• Records to use

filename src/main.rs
use std::env;
use std::sync::Arc;

use medauth::app;
use medauth::services::store::{AccountStore, MemoryAccountStore, PgAccountStore};
use sqlx::postgres::PgPoolOptions;
use tokio::net::TcpListener;
use tracing::{info, warn};
use tracing_bunyan_formatter::{BunyanFormattingLayer, JsonStorageLayer};
use tracing_subscriber::{EnvFilter, layer::SubscriberExt, util::SubscriberInitExt};

fn init_tracing() {
    let env_filter =
        EnvFilter::try_from_default_env().unwrap_or_else(|_| EnvFilter::new("medauth=info"));
    let formatting_layer = BunyanFormattingLayer::new(env!("CARGO_PKG_NAME").into(), std::io::stdout);

    tracing_subscriber::registry()
        .with(env_filter)
        .with(JsonStorageLayer)
        .with(formatting_layer)
        .init();
}

#[tokio::main]
async fn main() -> Result<(), Box<dyn std::error::Error>> {
    dotenvy::dotenv().ok();
    init_tracing();

    let accounts: Arc<dyn AccountStore> = match env::var("DATABASE_URL") {
        Ok(database_url) => {
            let db_pool = PgPoolOptions::new()
                .max_connections(10)
                .connect(&database_url)
                .await?;
            sqlx::migrate!().run(&db_pool).await?;
            info!("Connected to PostgreSQL, migrations applied");
            Arc::new(PgAccountStore::new(db_pool))
        }
        Err(_) => {
            warn!("DATABASE_URL not set, accounts are kept in memory");
            Arc::new(MemoryAccountStore::new())
        }
    };

    let app = app(accounts);

    let addr = env::var("BIND_ADDR").unwrap_or_else(|_| "0.0.0.0:8090".to_string());
    let listener = TcpListener::bind(&addr).await?;
    info!(%addr, "Server starting");

    axum::serve(listener, app).await?;
    Ok(())
}
//! # Centralized Error Handling
//!
//! This module provides a unified error handling system for the application.
//! It centralizes error logging and HTTP response generation. Internal
//! failures are logged with full detail here and reach the client only as a
//! generic message.

use axum::{
    Json,
    http::StatusCode,
    response::{IntoResponse, Response},
};
use serde::Serialize;
use thiserror::Error;
use tracing::error;

use crate::services::{
    jwt::JwtError, password::PasswordError, storage::StorageError, store::StoreError,
};

/// Central application error type that encompasses all possible error conditions.
///
/// Client errors carry the exact message to return. Every other variant is
/// logged when converted into a response and answered with a 500.
#[derive(Error, Debug)]
pub enum AppError {
    #[error("store error: {0}")]
    Store(#[from] StoreError),

    #[error("object storage error: {0}")]
    Storage(#[from] StorageError),

    #[error("password error: {0}")]
    Password(#[from] PasswordError),

    #[error("token error: {0}")]
    Token(#[from] JwtError),

    #[error("bad request: {0}")]
    BadRequest(&'static str),

    #[error("unauthorized: {0}")]
    Unauthorized(&'static str),

    #[error("not found: {0}")]
    NotFound(&'static str),

    #[error("payload too large")]
    PayloadTooLarge,
}

#[derive(Serialize)]
struct ErrorBody {
    message: &'static str,
}

impl IntoResponse for AppError {
    fn into_response(self) -> Response {
        match &self {
            AppError::Store(e) => error!(error = %e, "Account store failure"),
            AppError::Storage(e) => error!(error = %e, "Object storage failure"),
            AppError::Password(e) => error!(error = %e, "Password hashing failure"),
            AppError::Token(e) => error!(error = %e, "Token issuance failure"),
            _ => {}
        }

        let (status, message) = match self {
            AppError::BadRequest(msg) => (StatusCode::BAD_REQUEST, msg),
            AppError::Unauthorized(msg) => (StatusCode::UNAUTHORIZED, msg),
            AppError::NotFound(msg) => (StatusCode::NOT_FOUND, msg),
            AppError::PayloadTooLarge => (StatusCode::PAYLOAD_TOO_LARGE, "Upload exceeds size limit"),
            AppError::Store(_)
            | AppError::Storage(_)
            | AppError::Password(_)
            | AppError::Token(_) => (StatusCode::INTERNAL_SERVER_ERROR, "Internal server error"),
        };

        let body = Json(ErrorBody { message });
        (status, body).into_response()
    }
}

/// Convenience Result type alias that uses AppError as the error type.
pub type AppResult<T> = Result<T, AppError>;
use std::env;
use std::sync::LazyLock;

use tracing::error;

use crate::utils::constant::DEFAULT_BCRYPT_COST;

/// Root directory used by the local object storage backend.
pub static UPLOAD_DIR: LazyLock<String> = LazyLock::new(|| {
    env::var("UPLOAD_DIR").unwrap_or_else(|_| {
        error!("Missing UPLOAD_DIR env var, using fallback './uploads'");
        "./uploads".to_string()
    })
});

/// Base URL prepended to object keys when the local backend builds download URLs.
pub static PUBLIC_BASE_URL: LazyLock<String> = LazyLock::new(|| {
    env::var("PUBLIC_BASE_URL")
        .map(|url| url.trim_end_matches('/').to_string())
        .unwrap_or_else(|_| {
            error!("Missing PUBLIC_BASE_URL env var, using fallback 'http://localhost:8090'");
            "http://localhost:8090".to_string()
        })
});

pub static BCRYPT_COST: LazyLock<u32> = LazyLock::new(|| {
    env::var("BCRYPT_COST")
        .ok()
        .and_then(|val| val.parse().ok())
        .filter(|cost| (4..=31).contains(cost))
        .unwrap_or_else(|| {
            error!(
                fallback = DEFAULT_BCRYPT_COST,
                "Invalid or missing BCRYPT_COST env var, using fallback"
            );
            DEFAULT_BCRYPT_COST
        })
});
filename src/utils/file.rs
//! # Upload Utilities
//!
//! Validation and naming helpers for uploaded doctor images. The filter only
//! looks at what the client declared (file name and content type), it never
//! inspects the bytes themselves.

use std::path::Path;

use tokio::{fs, io::AsyncWriteExt};
use tracing::{debug, error, trace};
use uuid::Uuid;

use crate::utils::validator::IMAGE_TYPE_REGEX;

/// Rejection message shared by every failed image check.
pub const IMAGE_TYPE_ERROR: &str = "Only images (jpeg, jpg, png, gif) are allowed";

/// Provides image validation utilities for upload handlers.
pub struct ImageUploadValidator;

impl ImageUploadValidator {
    /// Validates the declared file name and content type of an upload.
    ///
    /// Both the extension of `file_name` and the subtype of `content_type`
    /// must be one of jpeg, jpg, png or gif. The content type must also be an
    /// `image/*` type.
    ///
    /// # Returns
    ///
    /// * `Ok(())` - Both checks passed
    /// * `Err(&str)` - [`IMAGE_TYPE_ERROR`]
    pub fn validate_image_type(file_name: &str, content_type: &str) -> Result<(), &'static str> {
        let extension = Path::new(file_name)
            .extension()
            .and_then(|ext| ext.to_str())
            .unwrap_or("");
        let extension_ok = IMAGE_TYPE_REGEX.is_match(extension);

        // Ignore parameters such as `; charset=binary`
        let essence = content_type.split(';').next().unwrap_or("").trim();
        let mime_ok = essence
            .split_once('/')
            .is_some_and(|(kind, subtype)| {
                kind.eq_ignore_ascii_case("image") && IMAGE_TYPE_REGEX.is_match(subtype)
            });

        trace!(extension, content_type = essence, extension_ok, mime_ok, "Image type checked");

        if extension_ok && mime_ok {
            Ok(())
        } else {
            Err(IMAGE_TYPE_ERROR)
        }
    }

    /// Validates that the file is not empty.
    pub fn validate_file_not_empty(data: &[u8]) -> Result<(), &'static str> {
        if data.is_empty() {
            return Err("Empty file not allowed");
        }
        Ok(())
    }
}

/// Provides naming and file system utilities for stored images.
pub struct FileManager;

impl FileManager {
    /// Reduces a client supplied file name to its last path component.
    ///
    /// Falls back to `image` when nothing usable remains.
    pub fn sanitize_file_name(file_name: &str) -> String {
        // Browsers on Windows may send backslash separated paths
        let last = file_name.rsplit(['/', '\\']).next().unwrap_or("");
        let trimmed = last.trim();
        if trimmed.is_empty() || trimmed == "." || trimmed == ".." {
            "image".to_string()
        } else {
            trimmed.to_string()
        }
    }

    /// Builds the object key for an uploaded image.
    ///
    /// # Returns
    ///
    /// A key in the format `{prefix}/{unix_millis}_{uuid}_{file_name}`. The
    /// random part keeps two uploads of the same file in the same millisecond
    /// from sharing an object.
    pub fn object_key(prefix: &str, unix_millis: i128, file_name: &str) -> String {
        format!(
            "{prefix}/{unix_millis}_{}_{}",
            Uuid::new_v4().simple(),
            Self::sanitize_file_name(file_name)
        )
    }

    /// Saves file data to the specified path, creating parent directories.
    pub async fn save_file(file_path: &Path, data: &[u8]) -> Result<(), std::io::Error> {
        debug!(file_path = %file_path.display(), size = data.len(), "Saving file");

        if let Some(parent) = file_path.parent() {
            trace!(path = %parent.display(), "Ensuring directory exists");
            fs::create_dir_all(parent).await?;
        }

        let mut file = fs::File::create(file_path).await?;
        file.write_all(data).await?;
        file.flush().await?;

        debug!(file_path = %file_path.display(), "File saved successfully");
        Ok(())
    }

    /// Removes a file, treating an already missing file as success.
    pub async fn remove_file(file_path: &Path) -> Result<(), std::io::Error> {
        match fs::remove_file(file_path).await {
            Ok(()) => {
                debug!(file_path = %file_path.display(), "File removed");
                Ok(())
            }
            Err(e) if e.kind() == std::io::ErrorKind::NotFound => {
                debug!(file_path = %file_path.display(), "File already absent");
                Ok(())
            }
            Err(e) => {
                error!(file_path = %file_path.display(), error = %e, "Failed to remove file");
                Err(e)
            }
        }
    }
}
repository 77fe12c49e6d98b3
pub mod auth;

pub use auth::{AuthUser, auth_middleware};
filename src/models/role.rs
//! # Account Roles
//!
//! The two kinds of accounts the service authenticates. The role travels in
//! every issued token so a doctor id is never mistaken for a patient id.

use serde::{Deserialize, Serialize};

/// Represents which table an account lives in.
#[derive(Debug, Clone, Copy, PartialEq, Eq, Hash, Serialize, Deserialize)]
#[serde(rename_all = "snake_case")]
pub enum Role {
    /// A doctor registered through the multipart signup form
    Doctor,
    /// A patient registered through the JSON signup endpoint
    Patient,
}

impl std::fmt::Display for Role {
    fn fmt(&self, f: &mut std::fmt::Formatter<'_>) -> std::fmt::Result {
        let role_str = match self {
            Role::Doctor => "doctor",
            Role::Patient => "patient",
        };
        write!(f, "{role_str}")
    }
}
use serde::{Deserialize, Serialize};
use time::OffsetDateTime;
use uuid::Uuid;

/// A persisted doctor record.
///
/// Maps one-to-one onto a row of the `doctors` table. The password hash is
/// never serialized into responses.
#[derive(Debug, Clone, Serialize, Deserialize, sqlx::FromRow)]
pub struct Doctor {
    pub id: Uuid,
    pub name: String,
    pub specialization: String,
    pub email: String,
    pub degree: String,
    /// Consultation rate, never negative
    pub rate: f64,
    pub description: String,
    /// Public download URL returned by the object storage
    pub image_url: String,
    #[serde(skip_serializing, default)]
    pub password_hash: String,
    #[serde(with = "time::serde::rfc3339")]
    pub created_at: OffsetDateTime,
}

/// Fields required to insert a new doctor. The store assigns `id` and `created_at`.
#[derive(Debug, Clone)]
pub struct NewDoctor {
    pub name: String,
    pub specialization: String,
    pub email: String,
    pub degree: String,
    pub rate: f64,
    pub description: String,
    pub image_url: String,
    pub password_hash: String,
}

impl NewDoctor {
    /// Materializes the record the way the datastore would.
    pub fn into_doctor(self, id: Uuid, created_at: OffsetDateTime) -> Doctor {
        Doctor {
            id,
            name: self.name,
            specialization: self.specialization,
            email: self.email,
            degree: self.degree,
            rate: self.rate,
            description: self.description,
            image_url: self.image_url,
            password_hash: self.password_hash,
            created_at,
        }
    }
}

• Problem to work on
Could you repeat exactly the lines above from the line with "pub fn validate_image_type(file_name: &str, content_type: &str)" up to and including the line with "is not empty.", and only those?

• Answer below
    pub fn validate_image_type(file_name: &str, content_type: &str) -> Result<(), &'static str> {
        let extension = Path::new(file_name)
            .extension()
            .and_then(|ext| ext.to_str())
            .unwrap_or("");
        let extension_ok = IMAGE_TYPE_REGEX.is_match(extension);

        // Ignore parameters such as `; charset=binary`
        let essence = content_type.split(';').next().unwrap_or("").trim();
        let mime_ok = essence
            .split_once('/')
            .is_some_and(|(kind, subtype)| {
                kind.eq_ignore_ascii_case("image") && IMAGE_TYPE_REGEX.is_match(subtype)
            });

        trace!(extension, content_type = essence, extension_ok, mime_ok, "Image type checked");

        if extension_ok && mime_ok {
            Ok(())
        } else {
            Err(IMAGE_TYPE_ERROR)
        }
    }

    /// Validates that the file is not empty.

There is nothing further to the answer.